[Dataset entries]
· · · ·

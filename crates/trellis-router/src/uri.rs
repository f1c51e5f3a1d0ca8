//! Request-target parsing and normalization.
//!
//! A raw request target such as `/a/../b%20c/?x=1#frag` is turned into
//! normalized, decoded path segments (`["b c"]`) and a decoded query map
//! (`{x: "1"}`). Route patterns go through [`parse_path`] instead, which
//! normalizes but never decodes.

use crate::params::Params;
use std::borrow::Cow;
use thiserror::Error;

/// Percent-decoding failure for a single URI component.
#[derive(Debug, Clone, PartialEq, Eq, Error)]
pub enum DecodeError {
    /// `%` at `position` is not followed by two characters.
    #[error("truncated percent escape at byte {position}")]
    Truncated {
        /// Byte offset of the `%`.
        position: usize,
    },

    /// `%` at `position` is followed by something other than two hex digits.
    #[error("invalid hex digits in percent escape at byte {position}")]
    InvalidHex {
        /// Byte offset of the `%`.
        position: usize,
    },

    /// The decoded bytes are not UTF-8.
    #[error("decoded component is not valid UTF-8")]
    InvalidUtf8,
}

/// The request target could not be parsed.
///
/// Raised before any request context exists; the transport layer is
/// expected to answer with 400.
#[derive(Debug, Clone, PartialEq, Eq, Error)]
pub enum InvalidUriError {
    /// A path segment or query component has broken percent-encoding.
    #[error("invalid URL encoding in URI {uri:?}: {source}")]
    Encoding {
        /// The raw request target.
        uri: String,
        /// The underlying decoding failure.
        #[source]
        source: DecodeError,
    },

    /// A decoded path segment contains a control character or backslash.
    #[error("invalid path in URI {uri:?}")]
    InvalidPath {
        /// The raw request target.
        uri: String,
    },

    /// A decoded query key or value contains a control character.
    #[error("invalid query in URI {uri:?}")]
    InvalidQuery {
        /// The raw request target.
        uri: String,
    },
}

/// A parsed request target: normalized path segments and decoded query.
#[derive(Debug, Clone, PartialEq, Eq, Default)]
pub struct ParsedUri {
    /// Decoded path segments, never empty strings.
    pub segments: Vec<String>,
    /// Decoded query parameters; duplicate keys keep the last value.
    pub query: Params,
}

impl ParsedUri {
    /// Returns the normalized path as a string (`/` for the root).
    #[must_use]
    pub fn path(&self) -> String {
        build_path(&self.segments)
    }
}

/// Parses a raw, still percent-encoded request target.
///
/// The fragment is discarded, the path is split on `/` with empty segments
/// dropped, `.` and `..` are resolved on the encoded segments, and then
/// every path segment and every query key and value is decoded on its own.
///
/// # Example
///
/// ```rust
/// use trellis_router::parse_uri;
///
/// let parsed = parse_uri("/a/../b/./c?x=1&flag").unwrap();
/// assert_eq!(parsed.segments, vec!["b", "c"]);
/// assert_eq!(parsed.query.get("x"), Some("1"));
/// assert_eq!(parsed.query.get("flag"), Some(""));
/// ```
pub fn parse_uri(raw: &str) -> Result<ParsedUri, InvalidUriError> {
    let without_fragment = raw.split_once('#').map_or(raw, |(head, _)| head);
    let (path, query) = without_fragment
        .split_once('?')
        .unwrap_or((without_fragment, ""));

    let encoding = |source| InvalidUriError::Encoding {
        uri: raw.to_string(),
        source,
    };

    let mut segments = Vec::new();
    for segment in normalize(split_segments(path)) {
        let decoded = decode_component(segment).map_err(encoding)?;
        if !is_valid_path_segment(&decoded) {
            return Err(InvalidUriError::InvalidPath {
                uri: raw.to_string(),
            });
        }
        segments.push(decoded);
    }

    let mut params = Params::new();
    for (key, value) in split_query(query) {
        let key = decode_component(key).map_err(encoding)?;
        let value = decode_component(value).map_err(encoding)?;
        if !is_valid_query_component(&key) || !is_valid_query_component(&value) {
            return Err(InvalidUriError::InvalidQuery {
                uri: raw.to_string(),
            });
        }
        params.insert(key, value);
    }

    Ok(ParsedUri {
        segments,
        query: params,
    })
}

/// Splits a registration-time pattern into normalized segments.
///
/// No percent-decoding and no query splitting is performed.
///
/// ```rust
/// use trellis_router::parse_path;
///
/// assert_eq!(parse_path("/users/:id/"), vec!["users", ":id"]);
/// assert!(parse_path("/").is_empty());
/// ```
#[must_use]
pub fn parse_path(pattern: &str) -> Vec<String> {
    normalize(split_segments(pattern))
        .into_iter()
        .map(str::to_string)
        .collect()
}

/// Joins segments back into an absolute path.
#[must_use]
pub fn build_path<S: AsRef<str>>(segments: &[S]) -> String {
    if segments.is_empty() {
        return "/".to_string();
    }
    let mut path = String::new();
    for segment in segments {
        path.push('/');
        path.push_str(segment.as_ref());
    }
    path
}

/// Percent- and `+`-decodes one URI component.
///
/// Every `%` must introduce exactly two hex digits.
pub fn decode_component(encoded: &str) -> Result<String, DecodeError> {
    let bytes = encoded.as_bytes();
    let mut i = 0;
    while i < bytes.len() {
        if bytes[i] == b'%' {
            if i + 2 >= bytes.len() {
                return Err(DecodeError::Truncated { position: i });
            }
            if !bytes[i + 1].is_ascii_hexdigit() || !bytes[i + 2].is_ascii_hexdigit() {
                return Err(DecodeError::InvalidHex { position: i });
            }
            i += 3;
        } else {
            i += 1;
        }
    }

    let spaced: Cow<'_, str> = if encoded.contains('+') {
        Cow::Owned(encoded.replace('+', " "))
    } else {
        Cow::Borrowed(encoded)
    };
    let decoded = urlencoding::decode_binary(spaced.as_bytes());
    String::from_utf8(decoded.into_owned()).map_err(|_| DecodeError::InvalidUtf8)
}

fn split_segments(path: &str) -> impl Iterator<Item = &str> {
    path.split('/').filter(|s| !s.is_empty())
}

fn normalize<'a>(segments: impl Iterator<Item = &'a str>) -> Vec<&'a str> {
    let mut stack = Vec::new();
    for segment in segments {
        match segment {
            "." => {}
            ".." => {
                stack.pop();
            }
            other => stack.push(other),
        }
    }
    stack
}

fn split_query(query: &str) -> impl Iterator<Item = (&str, &str)> {
    query
        .split('&')
        .filter(|pair| !pair.is_empty())
        .map(|pair| pair.split_once('=').unwrap_or((pair, "")))
}

fn is_valid_path_segment(segment: &str) -> bool {
    !segment.chars().any(|c| c.is_control() || c == '\\')
}

fn is_valid_query_component(component: &str) -> bool {
    !component.chars().any(char::is_control)
}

· · · ·

» **What the task asks**: Of the entries above, transcribe exactly those lines that fall between the line containing "let mut path = String::new();" and the line containing "exactly two hex digits.", together with those two lines.

» **Response area**:
    let mut path = String::new();
    for segment in segments {
        path.push('/');
        path.push_str(segment.as_ref());
    }
    path
}

/// Percent- and `+`-decodes one URI component.
///
/// Every `%` must introduce exactly two hex digits.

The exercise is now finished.